Mises Wire

What's the Correct Number of Women Commandos?

Mises Wire Matthew McCaffrey

The Daily Mail reports that an 18-month publicity campaign to encourage women to join the Royal Marines has ended after managing to recruit just one candidate to its elite training program. The campaign was a follow-up to David Cameron’s decision a year ago to lift the ban on women serving in close-combat roles.

It’s unclear how much the campaign cost, or what its target recruitment level was, but the results are being treated as a clear failure. Predictably—this is the Mail, after all—the coverage seems intended to rehearse some tired conservative talking points about women in the military. Yet fortunately, by missing the mark in a specific way, this kind of reporting actually helps to make an important economic point about the problems of military spending.

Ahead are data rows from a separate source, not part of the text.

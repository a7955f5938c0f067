/// The supervisor actor.
///
/// One task owns the process handle, the poll handle and the state machine,
/// and consumes every [`SupervisorEvent`] from a single channel.  Process
/// watchers, the poller, the config watcher and the command surface only send
/// events, so all state changes happen in one place and in arrival order.
use std::path::PathBuf;
use std::sync::Arc;

use thiserror::Error;
use tokio::sync::{mpsc, watch};
use tokio::time::{sleep_until, Duration, Instant};

use crate::config::{ConfigError, RunConfig};
use crate::event::{Command, SupervisorEvent};
use crate::launcher::{LaunchError, ProcessHandle, Spawner};
use crate::notifications::Notifier;
use crate::state::{ConnectionState, Input, StateMachine, Transition};
use crate::status::{self, SupervisorStatus};
use crate::telemetry::{self, PollHandle, TelemetrySample, DEFAULT_POLL_INTERVAL};
use crate::startup;

/// How long quitting waits for the mount to exit after the quit request.
pub const QUIT_GRACE: Duration = Duration::from_secs(10);
/// How long quitting waits after the kill signal before giving up.
pub const KILL_GRACE: Duration = Duration::from_secs(2);

const SEE_LOGS: &str = "Open the daemon log for details.";

#[derive(Debug, Clone)]
pub struct SupervisorOptions {
    pub poll_interval: Duration,
    /// Where to write `status.toml`; `None` disables the status file.
    pub status_path: Option<PathBuf>,
    /// Keep login startup registration in sync with reloaded configs.
    pub manage_login_startup: bool,
}

impl Default for SupervisorOptions {
    fn default() -> Self {
        Self {
            poll_interval: DEFAULT_POLL_INTERVAL,
            status_path: None,
            manage_login_startup: false,
        }
    }
}

#[derive(Debug, Error)]
#[error("supervisor has stopped")]
pub struct SupervisorStopped;

/// Cloneable command surface for front ends.
#[derive(Clone)]
pub struct SupervisorHandle {
    events: mpsc::Sender<SupervisorEvent>,
    state: watch::Receiver<ConnectionState>,
}

impl SupervisorHandle {
    pub async fn request_connect(&self) -> Result<(), SupervisorStopped> {
        self.send(Command::Connect).await
    }

    pub async fn request_disconnect(&self) -> Result<(), SupervisorStopped> {
        self.send(Command::Disconnect).await
    }

    /// Disconnects, waits for the mount to exit and then stops the supervisor.
    pub async fn request_quit(&self) -> Result<(), SupervisorStopped> {
        self.send(Command::Quit).await
    }

    async fn send(&self, command: Command) -> Result<(), SupervisorStopped> {
        self.events
            .send(SupervisorEvent::Command(command))
            .await
            .map_err(|_| SupervisorStopped)
    }

    pub fn current_state(&self) -> ConnectionState {
        *self.state.borrow()
    }

    /// Receiver that is notified on every state change.
    pub fn subscribe(&self) -> watch::Receiver<ConnectionState> {
        self.state.clone()
    }
}

pub struct Supervisor<S, N> {
    machine: StateMachine,
    config: Option<RunConfig>,
    process: Option<ProcessHandle>,
    poll: Option<PollHandle>,
    spawner: S,
    notifier: N,
    events: mpsc::Sender<SupervisorEvent>,
    state_tx: watch::Sender<ConnectionState>,
    status: SupervisorStatus,
    options: SupervisorOptions,
    generation: u64,
    quitting: bool,
    quit_deadline: Option<Instant>,
    kill_sent: bool,
}

impl<S: Spawner, N: Notifier> Supervisor<S, N> {
    /// `events` must be the sending half of the channel later passed to
    /// [`run`](Self::run); it is handed to every task the supervisor starts.
    pub fn new(
        config: Option<RunConfig>,
        spawner: S,
        notifier: N,
        options: SupervisorOptions,
        events: mpsc::Sender<SupervisorEvent>,
    ) -> (Self, SupervisorHandle) {
        let machine = StateMachine::new();
        let (state_tx, state_rx) = watch::channel(machine.state());
        let handle = SupervisorHandle {
            events: events.clone(),
            state: state_rx,
        };
        let supervisor = Self {
            machine,
            config,
            process: None,
            poll: None,
            spawner,
            notifier,
            events,
            state_tx,
            status: SupervisorStatus::new(),
            options,
            generation: 0,
            quitting: false,
            quit_deadline: None,
            kill_sent: false,
        };
        supervisor.write_status();
        (supervisor, handle)
    }

    pub fn state(&self) -> ConnectionState {
        self.machine.state()
    }

    #[cfg(test)]
    pub fn is_running(&self) -> bool {
        self.process.is_some()
    }

    #[cfg(test)]
    pub fn is_polling(&self) -> bool {
        self.poll.is_some()
    }

    /// Processes events until a quit request has been carried out.
    pub async fn run(mut self, mut events: mpsc::Receiver<SupervisorEvent>) {
        loop {
            if self.quitting && self.process.is_none() {
                break;
            }
            let event = match self.quit_deadline {
                Some(deadline) => tokio::select! {
                    event = events.recv() => event,
                    _ = sleep_until(deadline) => {
                        self.on_quit_deadline();
                        continue;
                    }
                },
                None => events.recv().await,
            };
            let Some(event) = event else { break };
            self.handle(event).await;
        }
        self.stop_polling();
        tracing::info!("Supervisor stopped");
    }

    pub async fn handle(&mut self, event: SupervisorEvent) {
        match event {
            SupervisorEvent::Command(Command::Connect) => self.connect(),
            SupervisorEvent::Command(Command::Disconnect) => self.terminate().await,
            SupervisorEvent::Command(Command::Quit) => self.quit().await,
            SupervisorEvent::ProcessFault {
                generation,
                message,
            } => self.on_fault(generation, message),
            SupervisorEvent::ProcessExited { generation, code } => self.on_exit(generation, code),
            SupervisorEvent::Telemetry { generation, sample } => self.on_sample(generation, sample),
            SupervisorEvent::ConfigChanged(result) => self.on_config_changed(result),
        }
    }

    // ── commands ──────────────────────────────────────────────────────────────

    fn connect(&mut self) {
        match self.launch() {
            Ok(()) => {}
            Err(LaunchError::AlreadyRunning) => {
                tracing::info!("Connect ignored, mount process already started");
                self.notifier
                    .notice("Mount process already started", SEE_LOGS);
            }
            Err(LaunchError::NoConfig) => {
                tracing::warn!("Connect ignored, no valid configuration loaded");
                self.notifier.notice(
                    "Cannot connect",
                    "The configuration file is invalid. Fix it and try again.",
                );
            }
            Err(e @ LaunchError::Spawn { .. }) => {
                tracing::error!("{e}");
                let transition = self.apply(Input::Fault);
                if transition.alert {
                    self.raise("Mount process could not be started", e.to_string());
                }
            }
        }
    }

    fn launch(&mut self) -> Result<(), LaunchError> {
        if self.process.is_some() {
            return Err(LaunchError::AlreadyRunning);
        }
        let config = self.config.as_ref().ok_or(LaunchError::NoConfig)?;

        self.generation += 1;
        let generation = self.generation;
        let process = self.spawner.spawn(config, generation, self.events.clone())?;

        let control = Arc::clone(process.control());
        self.status.pid = process.pid();
        self.status.uploads_in_progress = None;
        self.process = Some(process);
        self.apply(Input::Launched);

        if self.poll.is_none() {
            self.poll = Some(telemetry::start(
                control,
                generation,
                self.options.poll_interval,
                self.events.clone(),
            ));
        }
        Ok(())
    }

    /// Commits `Disconnected`, then asks the process to quit.  On failure the
    /// process handle is kept so no second shutdown can start behind it.
    async fn terminate(&mut self) {
        let Some(process) = self.process.as_ref() else {
            tracing::debug!("Disconnect ignored, no mount process running");
            return;
        };
        if self.machine.shutdown_committed() && self.state() == ConnectionState::Disconnected {
            tracing::debug!("Disconnect ignored, shutdown already in progress");
            return;
        }
        let control = Arc::clone(process.control());

        self.stop_polling();
        let (transition, commit) = self.machine.commit_shutdown();
        self.publish(transition);

        tracing::info!("Requesting graceful shutdown of the mount process");
        if let Err(e) = control.quit(commit).await {
            tracing::error!("Graceful shutdown request failed: {e}");
            let transition = self.apply(Input::ShutdownFailed);
            if transition.alert {
                self.raise("Mount shutdown request failed", e.to_string());
            }
        }
    }

    async fn quit(&mut self) {
        tracing::info!("Quit requested");
        self.quitting = true;
        if self.process.is_some() {
            self.terminate().await;
            self.quit_deadline = Some(Instant::now() + QUIT_GRACE);
        }
    }

    fn on_quit_deadline(&mut self) {
        match self.process.as_mut() {
            Some(process) if !self.kill_sent => {
                tracing::warn!("Mount process did not exit in time, killing it");
                process.kill();
                self.kill_sent = true;
                self.quit_deadline = Some(Instant::now() + KILL_GRACE);
            }
            _ => {
                tracing::warn!("Mount process did not exit after kill, giving up");
                self.process = None;
                self.quit_deadline = None;
            }
        }
    }

    // ── process and telemetry events ──────────────────────────────────────────

    fn is_current(&self, generation: u64) -> bool {
        self.process
            .as_ref()
            .is_some_and(|p| p.generation() == generation)
    }

    fn on_exit(&mut self, generation: u64, code: Option<i32>) {
        if !self.is_current(generation) {
            tracing::debug!(generation, "Ignoring exit of a stale mount process");
            return;
        }
        self.process = None;
        self.status.pid = None;
        // Polling must stop before the state is looked at.
        self.stop_polling();

        let transition = self.apply(Input::Exited);
        if transition.alert {
            let detail = match code {
                Some(code) => format!("The mount process exited with code {code}."),
                None => "The mount process was terminated by a signal.".to_string(),
            };
            tracing::error!("Mount process exited unexpectedly: {detail}");
            self.raise("Mount process exited unexpectedly", detail);
        } else {
            tracing::info!("Mount process stopped");
        }
    }

    fn on_fault(&mut self, generation: u64, message: String) {
        if !self.is_current(generation) {
            tracing::debug!(generation, "Ignoring fault of a stale mount process");
            return;
        }
        tracing::error!("Mount process error: {message}");
        self.stop_polling();
        let transition = self.apply(Input::Fault);
        self.process = None;
        self.status.pid = None;
        if transition.alert {
            self.raise("Mount process threw an error", message);
        }
    }

    fn on_sample(&mut self, generation: u64, sample: TelemetrySample) {
        let current = self
            .poll
            .as_ref()
            .is_some_and(|p| p.generation() == generation);
        if !current {
            tracing::debug!(generation, "Dropping sample from a cancelled poller");
            return;
        }
        self.status.uploads_in_progress = sample.uploads_in_progress;
        self.apply(Input::Sample {
            uploads_in_progress: sample.uploads_in_progress,
        });
    }

    fn on_config_changed(&mut self, result: Result<RunConfig, ConfigError>) {
        match result {
            Ok(config) => {
                if self.config.as_ref() == Some(&config) {
                    return;
                }
                tracing::info!("Configuration reloaded");
                if self.process.is_some() {
                    tracing::info!("New configuration applies from the next connect");
                }
                if self.options.manage_login_startup {
                    if let Err(e) = startup::sync(config.auto_start_on_login) {
                        tracing::warn!("Failed to update login startup: {e:#}");
                    }
                }
                self.config = Some(config);
            }
            Err(e) => {
                tracing::error!("{e}");
                self.config = None;
                self.notifier
                    .notice("Configuration is invalid", &e.to_string());
            }
        }
    }

    // ── helpers ───────────────────────────────────────────────────────────────

    fn stop_polling(&mut self) {
        if let Some(poll) = self.poll.take() {
            poll.stop();
        }
    }

    fn apply(&mut self, input: Input) -> Transition {
        let transition = self.machine.apply(input);
        self.publish(transition);
        transition
    }

    fn publish(&mut self, transition: Transition) {
        if !transition.changed() {
            return;
        }
        tracing::info!("Connection state {} -> {}", transition.from, transition.to);
        self.status.record(transition.to);
        self.state_tx.send_replace(transition.to);
        self.write_status();
    }

    /// Shows an alert and keeps its detail in the status file.
    fn raise(&mut self, title: &str, detail: String) {
        self.notifier
            .alert(title, &format!("{detail}\n{SEE_LOGS}"));
        self.status.error = Some(detail);
        self.write_status();
    }

    fn write_status(&self) {
        if let Some(path) = &self.options.status_path {
            status::write_status(path, &self.status);
        }
    }
}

With that in mind, let me pose some questions: how do we know that the recruitment campaign was a failure? What would the “correct” number of women commandos have been? Five? Ten? Ten thousand? In other words, what is the value to society of each new recruit, and what is the cost?

The answer is simple: we don’t know.

The reason we don’t know is that there is no objective way to measure the costs and benefits to society of recruiting new soldiers, just as there’s no way to know how many ships, aircraft, or tanks to build, or how to build them (assuming the numbers would actually be positive, which is unlikely).

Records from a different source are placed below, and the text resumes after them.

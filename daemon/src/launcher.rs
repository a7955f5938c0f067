/// Spawning and watching the external mount process.
///
/// A spawned process is represented by a [`ProcessHandle`].  Its lifecycle is
/// reported asynchronously: a watcher task awaits the child and sends either
/// [`SupervisorEvent::ProcessExited`] or [`SupervisorEvent::ProcessFault`],
/// tagged with the launch generation so the supervisor can ignore events from
/// a process it has already forgotten.
use std::process::Stdio;
use std::sync::Arc;

use thiserror::Error;
use tokio::io::{AsyncBufReadExt, AsyncRead, BufReader};
use tokio::process::{Child, Command};
use tokio::sync::{mpsc, oneshot};

use crate::config::RunConfig;
use crate::control::{ControlEndpoint, RcControl};
use crate::event::SupervisorEvent;

/// Keeps the mount from opening a console window on Windows.
#[cfg(windows)]
pub const CREATE_NO_WINDOW: u32 = 0x0800_0000;

#[derive(Debug, Error)]
pub enum LaunchError {
    #[error("mount process already started")]
    AlreadyRunning,
    #[error("no valid configuration is loaded")]
    NoConfig,
    #[error("failed to start {executable}: {source}")]
    Spawn {
        executable: String,
        #[source]
        source: std::io::Error,
    },
}

/// The one live mount process.
pub struct ProcessHandle {
    generation: u64,
    pid: Option<u32>,
    control: Arc<dyn ControlEndpoint>,
    kill_tx: Option<oneshot::Sender<()>>,
}

impl ProcessHandle {
    pub fn new(
        generation: u64,
        pid: Option<u32>,
        control: Arc<dyn ControlEndpoint>,
        kill_tx: Option<oneshot::Sender<()>>,
    ) -> Self {
        Self {
            generation,
            pid,
            control,
            kill_tx,
        }
    }

    pub fn generation(&self) -> u64 {
        self.generation
    }

    pub fn pid(&self) -> Option<u32> {
        self.pid
    }

    pub fn control(&self) -> &Arc<dyn ControlEndpoint> {
        &self.control
    }

    /// Sends the termination signal.  The exit is still reported through the
    /// watcher.  Returns `false` if a kill was already requested or the
    /// watcher is gone.
    pub fn kill(&mut self) -> bool {
        match self.kill_tx.take() {
            Some(tx) => tx.send(()).is_ok(),
            None => false,
        }
    }
}

/// Something that can start the mount process.
pub trait Spawner: Send {
    /// Starts the process described by `config`.  Only synchronous spawn
    /// failures are returned; everything later arrives on `events`.
    fn spawn(
        &self,
        config: &RunConfig,
        generation: u64,
        events: mpsc::Sender<SupervisorEvent>,
    ) -> Result<ProcessHandle, LaunchError>;
}

/// Spawns the configured executable as a real child process.
#[derive(Debug, Default)]
pub struct CommandSpawner;

impl Spawner for CommandSpawner {
    fn spawn(
        &self,
        config: &RunConfig,
        generation: u64,
        events: mpsc::Sender<SupervisorEvent>,
    ) -> Result<ProcessHandle, LaunchError> {
        let mut cmd = Command::new(&config.executable);
        cmd.args(&config.arguments)
            .stdin(Stdio::null())
            .stdout(Stdio::piped())
            .stderr(Stdio::piped());
        #[cfg(windows)]
        cmd.creation_flags(CREATE_NO_WINDOW);

        let mut child = cmd.spawn().map_err(|source| LaunchError::Spawn {
            executable: config.executable.clone(),
            source,
        })?;
        let pid = child.id();
        tracing::info!(pid = ?pid, generation, "Started {}", config.executable);

        if let Some(stdout) = child.stdout.take() {
            tokio::spawn(forward_lines(stdout, Stream::Stdout));
        }
        if let Some(stderr) = child.stderr.take() {
            tokio::spawn(forward_lines(stderr, Stream::Stderr));
        }

        let (kill_tx, kill_rx) = oneshot::channel();
        tokio::spawn(watch_child(child, generation, kill_rx, events));

        let control: Arc<dyn ControlEndpoint> = Arc::new(RcControl::new(config));
        Ok(ProcessHandle::new(generation, pid, control, Some(kill_tx)))
    }
}

#[derive(Debug, Clone, Copy)]
enum Stream {
    Stdout,
    Stderr,
}

/// Logs every output line of the mount under the `mount` target.
///
/// Lines are read as raw bytes and decoded lossily: the pipe must keep being
/// drained whatever the mount prints, or its next write fails.
async fn forward_lines<R>(reader: R, stream: Stream)
where
    R: AsyncRead + Unpin,
{
    let mut reader = BufReader::new(reader);
    let mut buf = Vec::new();
    loop {
        buf.clear();
        match reader.read_until(b'\n', &mut buf).await {
            Ok(0) => break,
            Ok(_) => {
                let text = String::from_utf8_lossy(&buf);
                let line = text.trim_end_matches(['\r', '\n']);
                match stream {
                    Stream::Stdout => tracing::info!(target: "mount", "{line}"),
                    Stream::Stderr => tracing::warn!(target: "mount", "{line}"),
                }
            }
            Err(e) => {
                tracing::debug!("Stopped reading mount {stream:?}: {e}");
                break;
            }
        }
    }
}

/// Awaits the child's exit, killing it first if asked to.
async fn watch_child(
    mut child: Child,
    generation: u64,
    mut kill_rx: oneshot::Receiver<()>,
    events: mpsc::Sender<SupervisorEvent>,
) {
    // A dropped handle closes `kill_rx` with an error, which disables that
    // branch instead of killing the process.
    let status = tokio::select! {
        status = child.wait() => status,
        Ok(()) = &mut kill_rx => {
            tracing::warn!(generation, "Killing mount process");
            if let Err(e) = child.start_kill() {
                tracing::error!("Failed to kill mount process: {e}");
            }
            child.wait().await
        }
    };

    let event = match status {
        Ok(status) => {
            tracing::info!(generation, "Mount process exited with {status}");
            SupervisorEvent::ProcessExited {
                generation,
                code: status.code(),
            }
        }
        Err(e) => SupervisorEvent::ProcessFault {
            generation,
            message: e.to_string(),
        },
    };
    let _ = events.send(event).await;
}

Military spending is only another application of Mises’s famous argument about economic calculation. Without prices, there is no way to express the value of production to society. The price system, in which entrepreneurs speculate from moment to moment about the future values of land, labor, and capital, is the indispensable tool by which we learn how best to use these scarce resources. Without this social appraisement process, however, we’re left groping in the dark.

The military can’t rationally allocate resources because it can’t properly price them. Its funding is determined by the political process without any consideration for how much spending is required in order to provide defense “services,” and certainly not by any consideration of consumer needs. Military R&D projects are even worse, as seen in the recent debacle over the F-35 fighter jet.

The logic is the same when it comes to human resources: people are heterogeneous, and without a way of making their efforts commensurable, there’s no way to know the costs of using different people in different roles (this is perhaps one reason why military training programs are often designed to make recruits more homogeneous). In the market, entrepreneurial competition prices labor, but military organizations must make decisions without such guidance, often based solely on political objectives.

Again, there’s no way absent a market to figure out how much should be spent on these projects, or when to know that one has failed and needs to be cancelled. Competitive bidding for government contracts and other seemingly market-driven policies are no better: they simply muddy the water by inviting rent-seeking firms to “play market,” or to be more accurate, to “play merchants of death.”